What you return must match the records character for character.

--*--

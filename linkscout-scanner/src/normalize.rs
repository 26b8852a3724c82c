use percent_encoding::percent_decode_str;

/// Canonicalizes a URL string into the key used for equality comparison.
///
/// Percent-decodes the whole string, lowercases it, then strips any
/// trailing path separators, so `a%28us%29.pdf`, `A(US).pdf` and
/// `a(us).pdf/` all map to the same key. Keys are only ever compared,
/// never displayed.
pub fn normalize_href(href: &str) -> String {
    let decoded = percent_decode_str(href).decode_utf8_lossy();
    decoded.to_lowercase().trim_end_matches('/').to_string()
}

#[cfg(test)]
mod tests {
    use super::*;

    #[test]
    fn test_percent_encoded_equals_literal() {
        assert_eq!(
            normalize_href("https://h/a%28us%29"),
            normalize_href("https://h/a(us)")
        );
    }

    #[test]
    fn test_trailing_slash_variants_equal() {
        assert_eq!(
            normalize_href("https://h/a.pdf/"),
            normalize_href("https://h/a.pdf")
        );
    }

    #[test]
    fn test_case_insensitive() {
        assert_eq!(
            normalize_href("https://H/A.PDF"),
            normalize_href("https://h/a.pdf")
        );
    }

    #[test]
    fn test_idempotent() {
        let inputs = [
            "https://h/a%28us%29.pdf",
            "https://h/A.PDF/",
            "https://h/a.pdf//",
            "https://h/plain.docx",
            "https://h/100%",
        ];
        for input in inputs {
            let once = normalize_href(input);
            assert_eq!(normalize_href(&once), once, "not idempotent for {input}");
        }
    }

    #[test]
    fn test_strips_all_trailing_slashes() {
        assert_eq!(normalize_href("https://h/a//"), "https://h/a");
        assert_eq!(
            normalize_href("https://h/a.pdf//"),
            normalize_href("https://h/a.pdf")
        );
    }

    #[test]
    fn test_invalid_percent_sequence_passes_through() {
        assert_eq!(normalize_href("https://h/100%"), "https://h/100%");
    }
}
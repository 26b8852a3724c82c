//! Route handlers for the LinkScout HTTP surface.

use axum::Json;
use axum::extract::State;
use axum::http::StatusCode;
use axum::response::{Html, IntoResponse};
use linkscout_core::compare::CompareRequest;
use serde::{Deserialize, Serialize};
use tracing::{error, warn};

use crate::server::AppState;

const INDEX_TEMPLATE: &str = include_str!("../templates/index.html");

/// Error response body.
#[derive(Debug, Clone, Serialize, Deserialize)]
pub struct ErrorResponse {
    pub code: String,
    pub message: String,
}

impl ErrorResponse {
    pub fn new(code: impl Into<String>, message: impl Into<String>) -> Self {
        Self {
            code: code.into(),
            message: message.into(),
        }
    }

    pub fn bad_request(message: impl Into<String>) -> Self {
        Self::new("BAD_REQUEST", message)
    }

    pub fn internal_error(message: impl Into<String>) -> Self {
        Self::new("INTERNAL_ERROR", message)
    }
}

/// Audit page, seeded with the catalogue so the browser needs no extra
/// round trip before the user picks a product.
pub async fn index(State(state): State<AppState>) -> Html<String> {
    let catalogue_json = serde_json::to_string(state.catalogue.as_ref())
        .unwrap_or_else(|_| "{}".to_string());
    Html(INDEX_TEMPLATE.replace("__CATALOGUE__", &catalogue_json))
}

/// The static catalogue as an ordered category -> products object.
pub async fn products(State(state): State<AppState>) -> impl IntoResponse {
    Json(state.catalogue.as_ref().clone())
}

/// Compare one product's live and micro pages.
pub async fn compare(
    State(state): State<AppState>,
    Json(request): Json<CompareRequest>,
) -> impl IntoResponse {
    match state.comparator.compare(&request).await {
        Ok(report) => (StatusCode::OK, Json(report)).into_response(),
        Err(e) => {
            warn!("Rejected compare request for '{}': {}", request.name, e);
            (
                StatusCode::BAD_REQUEST,
                Json(ErrorResponse::bad_request(e.to_string())),
            )
                .into_response()
        }
    }
}

/// Compare every product in the catalogue.
pub async fn compare_all(State(state): State<AppState>) -> impl IntoResponse {
    match state.comparator.compare_catalogue(&state.catalogue).await {
        Ok(report) => (StatusCode::OK, Json(report)).into_response(),
        Err(e) => {
            error!("Catalogue comparison failed: {}", e);
            (
                StatusCode::INTERNAL_SERVER_ERROR,
                Json(ErrorResponse::internal_error(e.to_string())),
            )
                .into_response()
        }
    }
}
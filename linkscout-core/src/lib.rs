pub mod catalogue;
pub mod compare;
pub mod report;

pub use catalogue::{Catalogue, Category, Product};
pub use compare::{CompareError, CompareRequest, ProductComparator};
pub use report::{CatalogueReport, ComparisonReport, ParityStatus};
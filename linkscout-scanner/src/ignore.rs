use std::collections::HashSet;

use crate::normalize::normalize_href;

/// Documents that appear on every product page and carry no product
/// information, so their presence or absence means nothing for parity.
const DEFAULT_IGNORED_URLS: &[&str] =
    &["https://htspoly.com/wp-content/uploads/credit-application.pdf"];

/// Deny-list of known-irrelevant document URLs.
///
/// Entries are stored normalized and probes are normalized before
/// lookup, so cosmetic variants of an ignored URL are excluded too.
#[derive(Debug, Clone)]
pub struct IgnoreList {
    normalized: HashSet<String>,
}

impl IgnoreList {
    pub fn new<I, S>(urls: I) -> Self
    where
        I: IntoIterator<Item = S>,
        S: AsRef<str>,
    {
        Self {
            normalized: urls
                .into_iter()
                .map(|url| normalize_href(url.as_ref()))
                .collect(),
        }
    }

    /// An empty list, for callers that want every link reported.
    pub fn none() -> Self {
        Self {
            normalized: HashSet::new(),
        }
    }

    pub fn contains(&self, href: &str) -> bool {
        self.normalized.contains(&normalize_href(href))
    }

    pub fn len(&self) -> usize {
        self.normalized.len()
    }

    pub fn is_empty(&self) -> bool {
        self.normalized.is_empty()
    }
}

impl Default for IgnoreList {
    fn default() -> Self {
        Self::new(DEFAULT_IGNORED_URLS.iter().copied())
    }
}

--*--

RESULT FOR THIS TASK:
filename linkscout-scanner/src/normalize.rs
repository 26b8852a3724c82c
use percent_encoding::percent_decode_str;

/// Canonicalizes a URL string into the key used for equality comparison.
///
/// Percent-decodes the whole string, lowercases it, then strips any
/// trailing path separators, so `a%28us%29.pdf`, `A(US).pdf` and
/// `a(us).pdf/` all map to the same key. Keys are only ever compared,
/// never displayed.
pub fn normalize_href(href: &str) -> String {
    let decoded = percent_decode_str(href).decode_utf8_lossy();
    decoded.to_lowercase().trim_end_matches('/').to_string()
}

#[cfg(test)]
mod tests {
    use super::*;

    #[test]
    fn test_percent_encoded_equals_literal() {
        assert_eq!(
            normalize_href("https://h/a%28us%29"),
            normalize_href("https://h/a(us)")
        );
    }

    #[test]
    fn test_trailing_slash_variants_equal() {
        assert_eq!(
            normalize_href("https://h/a.pdf/"),
            normalize_href("https://h/a.pdf")
        );
    }

    #[test]
    fn test_case_insensitive() {
        assert_eq!(
            normalize_href("https://H/A.PDF"),
            normalize_href("https://h/a.pdf")
        );
    }

    #[test]
    fn test_idempotent() {
        let inputs = [
            "https://h/a%28us%29.pdf",
            "https://h/A.PDF/",
            "https://h/a.pdf//",
            "https://h/plain.docx",
            "https://h/100%",
        ];
        for input in inputs {
            let once = normalize_href(input);
            assert_eq!(normalize_href(&once), once, "not idempotent for {input}");
        }
    }

    #[test]
    fn test_strips_all_trailing_slashes() {
        assert_eq!(normalize_href("https://h/a//"), "https://h/a");
        assert_eq!(
            normalize_href("https://h/a.pdf//"),
            normalize_href("https://h/a.pdf")
        );
    }

    #[test]
    fn test_invalid_percent_sequence_passes_through() {
        assert_eq!(normalize_href("https://h/100%"), "https://h/100%");
    }
}
repository 26b8852a3724c82c
//! Route handlers for the LinkScout HTTP surface.

use axum::Json;
use axum::extract::State;
use axum::http::StatusCode;
use axum::response::{Html, IntoResponse};
use linkscout_core::compare::CompareRequest;
use serde::{Deserialize, Serialize};
use tracing::{error, warn};

use crate::server::AppState;

const INDEX_TEMPLATE: &str = include_str!("../templates/index.html");

/// Error response body.
#[derive(Debug, Clone, Serialize, Deserialize)]
pub struct ErrorResponse {
    pub code: String,
    pub message: String,
}

impl ErrorResponse {
    pub fn new(code: impl Into<String>, message: impl Into<String>) -> Self {
        Self {
            code: code.into(),
            message: message.into(),
        }
    }

    pub fn bad_request(message: impl Into<String>) -> Self {
        Self::new("BAD_REQUEST", message)
    }

    pub fn internal_error(message: impl Into<String>) -> Self {
        Self::new("INTERNAL_ERROR", message)
    }
}

/// Audit page, seeded with the catalogue so the browser needs no extra
/// round trip before the user picks a product.
pub async fn index(State(state): State<AppState>) -> Html<String> {
    let catalogue_json = serde_json::to_string(state.catalogue.as_ref())
        .unwrap_or_else(|_| "{}".to_string());
    Html(INDEX_TEMPLATE.replace("__CATALOGUE__", &catalogue_json))
}

/// The static catalogue as an ordered category -> products object.
pub async fn products(State(state): State<AppState>) -> impl IntoResponse {
    Json(state.catalogue.as_ref().clone())
}

/// Compare one product's live and micro pages.
pub async fn compare(
    State(state): State<AppState>,
    Json(request): Json<CompareRequest>,
) -> impl IntoResponse {
    match state.comparator.compare(&request).await {
        Ok(report) => (StatusCode::OK, Json(report)).into_response(),
        Err(e) => {
            warn!("Rejected compare request for '{}': {}", request.name, e);
            (
                StatusCode::BAD_REQUEST,
                Json(ErrorResponse::bad_request(e.to_string())),
            )
                .into_response()
        }
    }
}

/// Compare every product in the catalogue.
pub async fn compare_all(State(state): State<AppState>) -> impl IntoResponse {
    match state.comparator.compare_catalogue(&state.catalogue).await {
        Ok(report) => (StatusCode::OK, Json(report)).into_response(),
        Err(e) => {
            error!("Catalogue comparison failed: {}", e);
            (
                StatusCode::INTERNAL_SERVER_ERROR,
                Json(ErrorResponse::internal_error(e.to_string())),
            )
                .into_response()
        }
    }
}
filename linkscout-core/src/lib.rs
pub mod catalogue;
pub mod compare;
pub mod report;

pub use catalogue::{Catalogue, Category, Product};
pub use compare::{CompareError, CompareRequest, ProductComparator};
pub use report::{CatalogueReport, ComparisonReport, ParityStatus};
filename linkscout-scanner/src/ignore.rs
use std::collections::HashSet;

use crate::normalize::normalize_href;

/// Documents that appear on every product page and carry no product
/// information, so their presence or absence means nothing for parity.
const DEFAULT_IGNORED_URLS: &[&str] =
    &["https://htspoly.com/wp-content/uploads/credit-application.pdf"];

/// Deny-list of known-irrelevant document URLs.
///
/// Entries are stored normalized and probes are normalized before
/// lookup, so cosmetic variants of an ignored URL are excluded too.
#[derive(Debug, Clone)]
pub struct IgnoreList {
    normalized: HashSet<String>,
}

impl IgnoreList {
    pub fn new<I, S>(urls: I) -> Self
    where
        I: IntoIterator<Item = S>,
        S: AsRef<str>,
    {
        Self {
            normalized: urls
                .into_iter()
                .map(|url| normalize_href(url.as_ref()))
                .collect(),
        }
    }

    /// An empty list, for callers that want every link reported.
    pub fn none() -> Self {
        Self {
            normalized: HashSet::new(),
        }
    }

    pub fn contains(&self, href: &str) -> bool {
        self.normalized.contains(&normalize_href(href))
    }

    pub fn len(&self) -> usize {
        self.normalized.len()
    }

    pub fn is_empty(&self) -> bool {
        self.normalized.is_empty()
    }
}

impl Default for IgnoreList {
    fn default() -> Self {
        Self::new(DEFAULT_IGNORED_URLS.iter().copied())
    }
}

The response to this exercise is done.